Tenho uma saudade imensa,
Da minha terra do meu rio!...
Como passa sereno: sem um queixume!...
Vai sorrateiro encostado à Vila…
Como que envergonhado.
Quantas vezes me banhei nele?
Não tem conta!
Que alegria eu tinha ao banhar-me
Naquelas águas límpidas;
Pareciam prata!
Quando debaixo de água abria os olhos!...

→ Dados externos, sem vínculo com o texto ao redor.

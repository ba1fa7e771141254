//! I/O boundary traits for testability
//!
//! These traits abstract external I/O operations, allowing services
//! to be tested with mock implementations.

use std::io;
use std::path::Path;

use crate::domain::{DomainError, LoadOutcome};

/// Filesystem abstraction for testability.
pub trait FileSystem: Send + Sync {
    /// Read file contents to string.
    fn read_to_string(&self, path: &Path) -> io::Result<String>;

    /// Check if path is a directory.
    fn is_dir(&self, path: &Path) -> bool;
}

/// External command runner abstraction.
pub trait CommandRunner: Send + Sync {
    /// Run a program with inherited stdio and extra environment variables.
    ///
    /// Returns the exit code; a process killed by a signal reports
    /// `128 + signal` like a shell does.
    fn run(&self, program: &str, args: &[String], env: &[(String, String)]) -> io::Result<i32>;
}

/// Turns one candidate script file into a sub-application.
///
/// Three outcomes are kept apart: a loaded app, a file without an app
/// (`NoApp`, skipped), and a broken file (`Err`, recorded).
pub trait ScriptLoader {
    fn load(&self, path: &Path) -> Result<LoadOutcome, DomainError>;
}

// ============================================================
// REAL IMPLEMENTATIONS
// ============================================================

/// Real filesystem implementation.
#[derive(Debug, Default)]
pub struct RealFileSystem;

impl FileSystem for RealFileSystem {
    fn read_to_string(&self, path: &Path) -> io::Result<String> {
        std::fs::read_to_string(path)
    }

    fn is_dir(&self, path: &Path) -> bool {
        path.is_dir()
    }
}

/// Real command runner implementation.
#[derive(Debug, Default)]
pub struct RealCommandRunner;

impl CommandRunner for RealCommandRunner {
    fn run(&self, program: &str, args: &[String], env: &[(String, String)]) -> io::Result<i32> {
        let status = std::process::Command::new(program)
            .args(args)
            .envs(env.iter().map(|(k, v)| (k.as_str(), v.as_str())))
            .status()?;

        if let Some(code) = status.code() {
            return Ok(code);
        }

        #[cfg(unix)]
        {
            use std::os::unix::process::ExitStatusExt;
            if let Some(signal) = status.signal() {
                return Ok(128 + signal);
            }
        }

        Ok(crate::exitcode::SOFTWARE)
    }
}
//! Terminal output formatting with colors
//!
//! Respects NO_COLOR, CLICOLOR, CLICOLOR_FORCE automatically.

use colored::Colorize;

/// Print error (red bold "error:" prefix) to stderr
pub fn error(msg: &(impl std::fmt::Display + ?Sized)) {
    eprintln!("{}: {}", "error".red().bold(), msg);
}

/// Print warning (yellow "Warning:" prefix) to stderr
pub fn warning(msg: &(impl std::fmt::Display + ?Sized)) {
    eprintln!("{}: {}", "Warning".yellow(), msg);
}

/// Print section header (cyan bold)
pub fn header(msg: &(impl std::fmt::Display + ?Sized)) {
    println!("{}", msg.to_string().cyan().bold());
}

/// Print plain output (no color, for data)
pub fn info(msg: &(impl std::fmt::Display + ?Sized)) {
    println!("{}", msg);
}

Via o areal no fundo com mil cores!...
Os peixes fugiam na minha frente
Eram mais lampreias do que eu.
Ia do penedo ao açude.
Punha-me a ouvir o som das águas.
O seu murmúrio!
A água cristalina saltava de pedra em pedra:
E então lá já em baixo,
Se juntava a outra água que era repartida,
Para fazer mover os cinco moinhos
De pedra, que eram movidos pelo repuxo
Que os cubos expeliam, batendo
Com imensa força nas pás do grosso
Eixo que tocava a pesada mó.
Mais abaixo havia outro ribeirinho
Que envergonhado, vinha juntar-se
Ao rio junto aos campos do Jorge.
E, já ia o meu rio contente cantarolando!...
Sempre a mesma melodia
Não era a valsa do Danúbio Azul, não.
Era uma canção melancólica,
Que só eu entendia!...
Passava horas sem fim a ouvi-lo.
Todos os dias cantavam a mesma canção
Que bela!...
Era uma voz fresca,
Como a de uma criança.
Sim: porque o meu rio é isso mesmo.
Ele é Eterno, mas sempre novo
É um menino,
Cujo destino é o mar:
Sempre ansioso por lá chegar.
Desde que saí da minha terra
Não mais me banhei nele!...
Parece impossível!
A minha vida é um romance!
Que saudades eu tenho!
Como é difícil suportá-la!
A minha vida foi um fracasso:
Foi uma caminhada dura!
Tudo que comecei não acabei
Porque tive de lutar sozinho.
O meu rio é uma criança,
Estou cheio de saudades…
Até quando, me banharei nas tuas águas?